Sympa, mais on se sent bien seul : on ne croise que de rares indigènes dans ces rues quasi désertes. Certaines sont encore accessibles aux voitures, mais sur une seule voie, et bordée de plots. Se garer brièvement en double file pour prendre une bouteille de propane… même pas en rêve ! Une livraison de piano à queue, c’est une demi-heure de blocage total. Et à onze heure du soir, tout est encore éclairé a giorno par des lampes à sodium tous les trente mètres. Mais surtout, à force de privilégier « les circulations douces, notamment la mise en place de rues et de cheminements piétons qui mettent en valeur le patrimoine et rendent la circulation en centre-ville plus agréable, conviviale et sécurisée », que de boutiques à vendre et de vitrines passées au blanc d’Espagne dans ces rues !
Et regardez les immeubles privés : les façades sont décrépies, les gouttières trouées et les volets de guingois. Visiblement, ces « salauds de propriétaires », eux, ne roulent pas sur l’or. On ne peut pas s’empêcher de penser que ça fait une moyenne avec l’hôtel de ville. Si bien qu’à elles seules, les mairies ont aujourd’hui 65 milliards de dette !
En URSS, trois familles s’entassaient dans 50 m2 tandis que les stations de métro avaient des allures d’Opéra de Paris. Nous sommes sur la même pente typiquement socialiste, grâce à notre délire fiscal. Car la devise de ceux qui gèrent l’argent des autres, c’est « Je dépense, donc je suis ».

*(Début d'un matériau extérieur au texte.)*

use byteorder::{ByteOrder, LittleEndian};

use crate::hash::normalize_name;

/// Number of leading state bytes used to unmask a file record.
pub const MASK_LEN: usize = 12;

/// Per-file RC4 key schedule.
///
/// The 12-byte record mask is captured from the freshly scheduled state at
/// construction, before any keystream is drawn, so it stays valid no matter
/// how much of the payload has been decrypted since.
#[derive(Clone)]
pub struct FileKey {
    state: [u8; 256],
    i:     u8,
    j:     u8,
    mask:  [u32; 3],
}

impl FileKey {
    /// Schedule the key for `name` (lowercased, single-byte encoded).
    pub fn new(name: &str) -> Self {
        Self::from_key(&normalize_name(name))
    }

    /// Schedule from raw key bytes. An empty key schedules as a single zero byte.
    pub fn from_key(key: &[u8]) -> Self {
        let mut state = [0u8; 256];
        for (i, s) in state.iter_mut().enumerate() {
            *s = i as u8;
        }

        let mut j = 0u8;
        for i in 0..256 {
            let k = if key.is_empty() { 0 } else { key[i % key.len()] };
            j = j.wrapping_add(state[i]).wrapping_add(k);
            state.swap(i, j as usize);
        }

        let mut mask = [0u32; 3];
        LittleEndian::read_u32_into(&state[..MASK_LEN], &mut mask);

        Self { state, i: 0, j: 0, mask }
    }

    /// XOR masks for the `file_offset`, `uncompressed_size` and
    /// `compressed_size` record fields, in that order.
    pub fn mask(&self) -> [u32; 3] {
        self.mask
    }

    /// XOR the next `buf.len()` keystream bytes into `buf`, advancing the cursors.
    pub fn apply_keystream(&mut self, buf: &mut [u8]) {
        for byte in buf.iter_mut() {
            self.i = self.i.wrapping_add(1);
            self.j = self.j.wrapping_add(self.state[self.i as usize]);
            self.state.swap(self.i as usize, self.j as usize);
            let idx = self.state[self.i as usize].wrapping_add(self.state[self.j as usize]);
            *byte ^= self.state[idx as usize];
        }
    }
}

impl std::fmt::Debug for FileKey {
    fn fmt(&self, f: &mut std::fmt::Formatter<'_>) -> std::fmt::Result {
        f.debug_struct("FileKey")
            .field("i", &self.i)
            .field("j", &self.j)
            .finish_non_exhaustive()
    }
}

#[cfg(test)]
mod tests {
    use super::*;
    use proptest::prelude::*;

    #[test]
    fn classic_rc4_vector() {
        let mut key = FileKey::from_key(b"Key");
        let mut data = *b"Plaintext";
        key.apply_keystream(&mut data);
        assert_eq!(hex::encode(data), "bbf316e8d940af0ad3");
    }

    #[test]
    fn mask_comes_from_scheduled_state() {
        let key = FileKey::new("data/foo.bin");
        assert_eq!(key.mask(), [0xA03C_63E4, 0x6622_3ED3, 0xB66B_CA5F]);
    }

    #[test]
    fn mask_survives_keystream_use() {
        let mut key = FileKey::new("data/foo.bin");
        let before = key.mask();
        key.apply_keystream(&mut [0u8; 64]);
        assert_eq!(key.mask(), before);
    }

    #[test]
    fn name_is_lowercased() {
        let mut lower = FileKey::new("data/foo.bin");
        let mut mixed = FileKey::new("Data/FOO.bin");
        assert_eq!(lower.mask(), mixed.mask());

        let mut a = [0u8; 16];
        let mut b = [0u8; 16];
        lower.apply_keystream(&mut a);
        mixed.apply_keystream(&mut b);
        assert_eq!(hex::encode(a), "a4c2cf27ba55324a27a9844e750396a6");
        assert_eq!(a, b);
    }

    proptest! {
        #[test]
        fn keystream_continues_across_segments(
            data in proptest::collection::vec(any::<u8>(), 0..2048),
            split in 0usize..2048,
        ) {
            let split = split.min(data.len());

            let mut whole = data.clone();
            FileKey::new("seg/test.dat").apply_keystream(&mut whole);

            let mut pieces = data.clone();
            let mut key = FileKey::new("seg/test.dat");
            let (head, tail) = pieces.split_at_mut(split);
            key.apply_keystream(head);
            key.apply_keystream(tail);

            prop_assert_eq!(whole, pieces);
        }
    }
}
//! An ordered set of opened containers searched as one namespace.

use std::path::Path;
use std::sync::Arc;

use crate::archive::Archive;
use crate::error::{BbfsError, Result};
use crate::events::{ArchiveEvent, EventSink, TracingSink};
use crate::index::ResolvedEntry;
use crate::profile::FormatProfile;

pub struct Catalog {
    archives: Vec<Archive>,
    sink:     Arc<dyn EventSink>,
}

impl Default for Catalog {
    fn default() -> Self {
        Self::new()
    }
}

impl Catalog {
    pub fn new() -> Self {
        Self::with_sink(Arc::new(TracingSink))
    }

    pub fn with_sink(sink: Arc<dyn EventSink>) -> Self {
        Self { archives: Vec::new(), sink }
    }

    /// Open every container in `paths`, in order. The first one that fails
    /// to open aborts the whole call.
    pub fn open_all<I, P>(paths: I, profile: &FormatProfile) -> Result<Self>
    where
        I: IntoIterator<Item = P>,
        P: AsRef<Path>,
    {
        Self::open_all_with_sink(paths, profile, Arc::new(TracingSink))
    }

    /// Like [`open_all`](Self::open_all), sharing `sink` with every archive.
    pub fn open_all_with_sink<I, P>(
        paths:   I,
        profile: &FormatProfile,
        sink:    Arc<dyn EventSink>,
    ) -> Result<Self>
    where
        I: IntoIterator<Item = P>,
        P: AsRef<Path>,
    {
        let mut catalog = Self::with_sink(Arc::clone(&sink));
        for path in paths {
            catalog.push(Archive::open_with_sink(path, profile, Arc::clone(&sink))?);
        }
        Ok(catalog)
    }

    pub fn push(&mut self, archive: Archive) {
        self.archives.push(archive);
    }

    pub fn archives(&self) -> &[Archive] {
        &self.archives
    }

    pub fn len(&self) -> usize {
        self.archives.len()
    }

    pub fn is_empty(&self) -> bool {
        self.archives.is_empty()
    }

    /// First archive, in insertion order, that holds `name`.
    ///
    /// A miss in one archive moves on to the next. Any other error stops
    /// the search and is returned as is.
    pub fn resolve(&self, name: &str) -> Result<(&Archive, ResolvedEntry)> {
        for archive in &self.archives {
            match archive.resolve(name) {
                Ok(entry) => return Ok((archive, entry)),
                Err(e) if e.is_not_found() => continue,
                Err(e) => return Err(e),
            }
        }
        self.sink.emit(&ArchiveEvent::NotFound { name, archive: None });
        Err(BbfsError::NotFound(name.to_owned()))
    }

    pub fn read_file(&self, name: &str) -> Result<Vec<u8>> {
        let (archive, entry) = self.resolve(name)?;
        archive.extract(&entry)
    }
}

impl std::fmt::Debug for Catalog {
    fn fmt(&self, f: &mut std::fmt::Formatter<'_>) -> std::fmt::Result {
        f.debug_struct("Catalog").field("archives", &self.archives).finish_non_exhaustive()
    }
}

Certes, la France est un pays superbe, mais à quel prix ? D’une part, nos administrations, villes, départements et régions ont dépensé sans compter (et à crédit) pour des équipements, certes charmants (mais qui les a vraiment demandés ?) ; d’autre part, nous avons de plus en plus de chômeurs et de clients des Restos du Cœur… N’y aurait-il pas un lien de cause à effet ?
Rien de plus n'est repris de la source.